The liquid guiding hole 1122 may have a bottom surface 1123. A projection region of the bottom surface 1123 of the liquid guiding hole 1122 projected on the atomization surface 1111 may be defined as a core atomization region A. In some embodiments, the core atomization region A may be an intensive distribution region of the heating element 12a, that is to say, a region in which most part of the heating element 12a is intensively distributed or located. During a normal operation, after the heating member 12a is heated for a preset time period, a first average temperature of the core atomization region A may be higher or greater than a second average temperature of the entire atomization surface 1111.

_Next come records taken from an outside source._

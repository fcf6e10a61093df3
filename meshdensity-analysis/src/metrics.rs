//! Geometric metrics of a triangle mesh
//!
//! Volume uses the signed-tetrahedron decomposition (divergence theorem): each
//! face `(a, b, c)` contributes `a · (b × c) / 6` and the absolute value of the
//! sum is the enclosed volume. The result is exact for closed, consistently
//! wound manifolds only; other input is measured anyway, with a warning.

use crate::manifold::ManifoldDiagnostics;
use meshdensity_core::{Error, Result, TriangleMesh};
use serde::{Deserialize, Serialize};
use tracing::{debug, warn};

/// Density above which a mesh is reported as high density, in triangles/mm³.
pub const HIGH_DENSITY_THRESHOLD: f64 = 10.0;

/// Relative volume floor: a mesh whose volume is at or below
/// `VOLUME_EPSILON * area^1.5` encloses nothing measurable.
pub const VOLUME_EPSILON: f64 = 1e-9;

/// Normalisation making the per-face aspect ratio exactly 1.0 for an
/// equilateral triangle (`longest / (2 * inradius)` is `sqrt(3)` there).
const EQUILATERAL_ASPECT: f64 = 1.732_050_807_568_877_2;

/// Measured geometry of a mesh. Derived entirely from the mesh; never mutated.
#[derive(Debug, Clone, Copy, PartialEq, Serialize, Deserialize)]
pub struct GeometryMetrics {
    pub triangle_count: usize,
    /// Enclosed volume in mm³
    pub volume: f64,
    /// Surface area in mm²
    pub surface_area: f64,
    /// Mean length of the three edges of every face; shared edges count twice
    pub avg_edge_length: f64,
    /// Mean per-face aspect ratio, 1.0 for equilateral triangles
    pub aspect_ratio: f64,
    /// Triangles per mm³
    pub density: f64,
    pub is_high_density: bool,
}

impl GeometryMetrics {
    /// `detect` report rows, rounded the way they are displayed.
    pub fn report_lines(&self) -> Vec<(&'static str, String)> {
        vec![
            ("triangle_count", self.triangle_count.to_string()),
            ("density_triangles_per_mm3", round_to(self.density, 4).to_string()),
            ("avg_edge_length", round_to(self.avg_edge_length, 4).to_string()),
            ("aspect_ratio", round_to(self.aspect_ratio, 4).to_string()),
            ("volume", round_to(self.volume, 2).to_string()),
            ("surface_area", round_to(self.surface_area, 2).to_string()),
            ("is_high_density", self.is_high_density.to_string()),
        ]
    }
}

/// Round `value` to `decimals` places for display.
pub fn round_to(value: f64, decimals: i32) -> f64 {
    let scale = 10f64.powi(decimals);
    (value * scale).round() / scale
}

/// Compute [`GeometryMetrics`] for `mesh`.
///
/// # Errors
/// - [`Error::IndexOutOfRange`] if a face references a missing vertex
/// - [`Error::DegenerateMesh`] if the mesh has no triangles, no surface area,
///   or encloses no volume (flat or open sheet), since density is undefined
#[tracing::instrument(skip_all, fields(faces = mesh.face_count(), vertices = mesh.vertex_count()))]
pub fn compute_metrics(mesh: &TriangleMesh) -> Result<GeometryMetrics> {
    mesh.validate()?;
    if mesh.faces.is_empty() {
        return Err(Error::degenerate(mesh.summary(), "mesh has no triangles"));
    }

    let mut triple_products = 0.0f64;
    let mut surface_area = 0.0f64;
    let mut edge_length_sum = 0.0f64;
    let mut aspect_sum = 0.0f64;
    let mut aspect_faces = 0usize;

    for [a, b, c] in mesh.triangles() {
        // Six times the signed tetrahedron volume
        triple_products += a.coords.dot(&b.coords.cross(&c.coords));

        let area = 0.5 * (b - a).cross(&(c - a)).norm();
        surface_area += area;

        let lengths = [(b - a).norm(), (c - b).norm(), (a - c).norm()];
        let perimeter: f64 = lengths.iter().sum();
        edge_length_sum += perimeter;

        // longest / (2 * inradius), with inradius = area / semi-perimeter
        if area > 0.0 {
            let longest = lengths.iter().copied().fold(0.0f64, f64::max);
            aspect_sum += longest * (0.5 * perimeter) / (2.0 * area) / EQUILATERAL_ASPECT;
            aspect_faces += 1;
        }
    }

    let diagnostics = ManifoldDiagnostics::analyze(mesh);
    if !diagnostics.is_closed_manifold() {
        warn!(
            boundary_edges = diagnostics.boundary_edges,
            non_manifold_edges = diagnostics.non_manifold_edges,
            inconsistent_edges = diagnostics.inconsistent_edges,
            "Mesh is not a closed consistently wound manifold ({}); volume may be unreliable",
            diagnostics
        );
    }

    if !(surface_area > 0.0) || !surface_area.is_finite() {
        return Err(Error::degenerate(mesh.summary(), "mesh has zero surface area"));
    }
    let volume = triple_products.abs() / 6.0;
    if !(volume > VOLUME_EPSILON * surface_area.powf(1.5)) || !volume.is_finite() {
        return Err(Error::degenerate(
            mesh.summary(),
            "mesh encloses no volume (flat or open surface)",
        ));
    }

    let triangle_count = mesh.faces.len();
    let density = triangle_count as f64 / volume;
    let metrics = GeometryMetrics {
        triangle_count,
        volume,
        surface_area,
        avg_edge_length: edge_length_sum / (3 * triangle_count) as f64,
        aspect_ratio: if aspect_faces > 0 {
            aspect_sum / aspect_faces as f64
        } else {
            1.0
        },
        density,
        is_high_density: density > HIGH_DENSITY_THRESHOLD,
    };

    debug!(
        volume = metrics.volume,
        surface_area = metrics.surface_area,
        density = metrics.density,
        "Computed mesh metrics"
    );
    Ok(metrics)
}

The atomization surface 1111 may generally include a core atomization region A and a peripheral atomization region B located out of the core atomization region A. The core atomization region A may be generally located in a center position of the atomization surface 1111. The liquid guiding element may be configured to guide the liquid medium in a liquid storing chamber of the atomizer to the porous body 11. The liquid medium may be diffused or spread outwards around a center defined by the bottom surface 1123 of the liquid guiding hole 1122. A region of the atomization surface 1111 corresponding to the bottom surface 1123 may be defined as the core atomization region A, while the peripheral atomization region B may be formed by spreading the liquid. In the heating process of the heating assembly 10, since a temperature of the core atomization region A is higher or greater, the liquid medium may be volatilized faster. In addition to the liquid medium in the liquid guiding element, a part of the liquid medium in the peripheral atomization region B may also flow to the core atomization region A and be gathered towards the core atomization region A. In this way, the peripheral atomization region B may be limited to a certain range, and thus it is possible to reduce the occurrence of the liquid leakage, and a user will not suck in droplets when sucking in the smoke, which improves the user experience.

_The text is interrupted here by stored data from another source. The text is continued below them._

//! Plane quadrics
//!
//! A quadric stores `E(v) = vᵀAv + 2bᵀv + c`, the sum of squared distances
//! from `v` to a set of planes. For a plane `n·v + d = 0` with unit `n` the
//! terms are `A = nnᵀ`, `b = d·n` and `c = d²`.

use meshdensity_core::{Point3d, Vector3d};
use nalgebra::Matrix3;
use std::ops::{Add, AddAssign};

/// Below this `|det(A)| / ‖A‖³` the minimiser is considered undefined.
const SINGULAR_TOLERANCE: f64 = 1e-10;

#[derive(Debug, Clone, Copy, PartialEq)]
pub struct Quadric {
    pub a: Matrix3<f64>,
    pub b: Vector3d,
    pub c: f64,
}

impl Default for Quadric {
    fn default() -> Self {
        Self {
            a: Matrix3::zeros(),
            b: Vector3d::zeros(),
            c: 0.0,
        }
    }
}

impl Quadric {
    /// Quadric of the plane `normal · v + offset = 0`. `normal` must be unit length.
    pub fn from_plane(normal: &Vector3d, offset: f64) -> Self {
        Self {
            a: normal * normal.transpose(),
            b: normal * offset,
            c: offset * offset,
        }
    }

    /// Quadric of the plane through a triangle, or `None` for a degenerate one.
    pub fn from_triangle(p0: &Point3d, p1: &Point3d, p2: &Point3d) -> Option<Self> {
        let normal = (p1 - p0).cross(&(p2 - p0)).try_normalize(f64::EPSILON)?;
        Some(Self::from_plane(&normal, -normal.dot(&p0.coords)))
    }

    /// Squared-distance error at `v`, clamped at zero against rounding.
    pub fn evaluate(&self, v: &Point3d) -> f64 {
        let p = &v.coords;
        (p.dot(&(self.a * p)) + 2.0 * self.b.dot(p) + self.c).max(0.0)
    }

    /// Point minimising the error, solving `A v = -b`. `None` when `A` is
    /// (numerically) singular, e.g. all planes parallel or sharing a line.
    pub fn minimizer(&self) -> Option<Point3d> {
        let scale = self.a.norm();
        if scale <= 0.0 || self.a.determinant().abs() <= SINGULAR_TOLERANCE * scale.powi(3) {
            return None;
        }
        let inverse = self.a.try_inverse()?;
        let v = -(inverse * self.b);
        v.iter().all(|x| x.is_finite()).then(|| Point3d::from(v))
    }
}

impl AddAssign for Quadric {
    fn add_assign(&mut self, other: Self) {
        self.a += other.a;
        self.b += other.b;
        self.c += other.c;
    }
}

impl Add for Quadric {
    type Output = Quadric;

    fn add(mut self, other: Self) -> Self {
        self += other;
        self
    }
}

#[cfg(test)]
mod tests {
    use super::*;
    use approx::assert_relative_eq;

    fn axis_planes_through(p: &Point3d) -> Quadric {
        Quadric::from_plane(&Vector3d::x(), -p.x)
            + Quadric::from_plane(&Vector3d::y(), -p.y)
            + Quadric::from_plane(&Vector3d::z(), -p.z)
    }

    #[test]
    fn test_plane_distance() {
        let q = Quadric::from_plane(&Vector3d::z(), -2.0);
        assert_relative_eq!(q.evaluate(&Point3d::new(5.0, -3.0, 2.0)), 0.0);
        assert_relative_eq!(q.evaluate(&Point3d::new(0.0, 0.0, 5.0)), 9.0);
    }

    #[test]
    fn test_triangle_quadric_vanishes_on_plane() {
        let q = Quadric::from_triangle(
            &Point3d::new(0.0, 0.0, 1.0),
            &Point3d::new(1.0, 0.0, 1.0),
            &Point3d::new(0.0, 1.0, 1.0),
        )
        .unwrap();
        assert_relative_eq!(q.evaluate(&Point3d::new(7.0, 7.0, 1.0)), 0.0, epsilon = 1e-12);
        assert_relative_eq!(q.evaluate(&Point3d::new(0.0, 0.0, 3.0)), 4.0, epsilon = 1e-12);
    }

    #[test]
    fn test_degenerate_triangle_has_no_quadric() {
        let p = Point3d::new(1.0, 2.0, 3.0);
        assert!(Quadric::from_triangle(&p, &p, &Point3d::new(2.0, 4.0, 6.0)).is_none());
    }

    #[test]
    fn test_minimizer_of_three_planes_is_their_intersection() {
        let corner = Point3d::new(1.5, -2.0, 0.25);
        let q = axis_planes_through(&corner);
        let v = q.minimizer().unwrap();
        assert_relative_eq!(v, corner, epsilon = 1e-12);
        assert_relative_eq!(q.evaluate(&v), 0.0, epsilon = 1e-12);
    }

    #[test]
    fn test_coplanar_quadric_is_singular() {
        let q = Quadric::from_plane(&Vector3d::z(), 0.0) + Quadric::from_plane(&Vector3d::z(), 0.0);
        assert!(q.minimizer().is_none());
        assert!(Quadric::default().minimizer().is_none());
    }

    #[test]
    fn test_sum_accumulates_error() {
        let p = Point3d::new(0.0, 0.0, 0.0);
        let q = axis_planes_through(&Point3d::new(1.0, 1.0, 1.0));
        assert_relative_eq!(q.evaluate(&p), 3.0, epsilon = 1e-12);
    }
}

In some embodiments, a temperature difference between the first average temperature and the second average temperature may be configured to enable a part of the liquid medium in the peripheral atomization region B to flow towards the core atomization region A. In some embodiments, the first average temperature may be in range of 120-200°C, and the first average temperature may be higher or greater than the second average temperature by more than 20°C.
Generally, a width of the heating element 12a may keep substantially constant or uniform in an extending direction of the heating element 12a. A distribution density of the heating element 12a in the core atomization region A may be greater than a distribution density of the heating element 12a in the peripheral atomization region B located out of the core atomization region A. In some embodiments, the distribution density may be a ratio of an area occupied by the heating element 12a in the core atomization region A (or the peripheral atomization region B) to an area of the core atomization region A (or the peripheral atomization region B).
In general, 40-90% of the heating element 12a may be distributed in the core atomization region A. The atomization surface 1111 may have a first width L1, the core atomization region A may have a second width L2 along an extending direction of the first width L. A ratio of the second width L2 to the first width L1 may be 30%-85%. In some embodiments, the ratio of the second width L2 to the first width L1 may be about 2/3. Further, the ratio of the second width L2 to the first width L1 may be generally selected from a range of 63% -70%.
A first electrode 141 and a second electrode 142 may be provided at two opposite ends of the heating element 12a, respectively. The first electrode 141 and the second electrode 142 may be configured to electrically connect to a positive electrode and a negative electrode of a power supply device, respectively. Generally, the peripheral atomization region B may be located in space defined between the first electrode 141 and the second electrode 142.
The heating assembly 10 may adopt various air intake methods such as side air intake, bottom air intake, or the like. When the heating assembly 10 adopts the side air intake, the first electrode 141 and the second electrode 142 may be arranged diagonally on the atomization surface 1111. In this way, it is possible to optimize a delivery effect of the smoke when using the side air intake, and effectively reduce the occurrence of obstruction of the first electrode 141 and the second electrode 142 to the airflow, which reduces retention of the smoke in an atomization cavity, and thus a flow efficiency of the smoke may be improved.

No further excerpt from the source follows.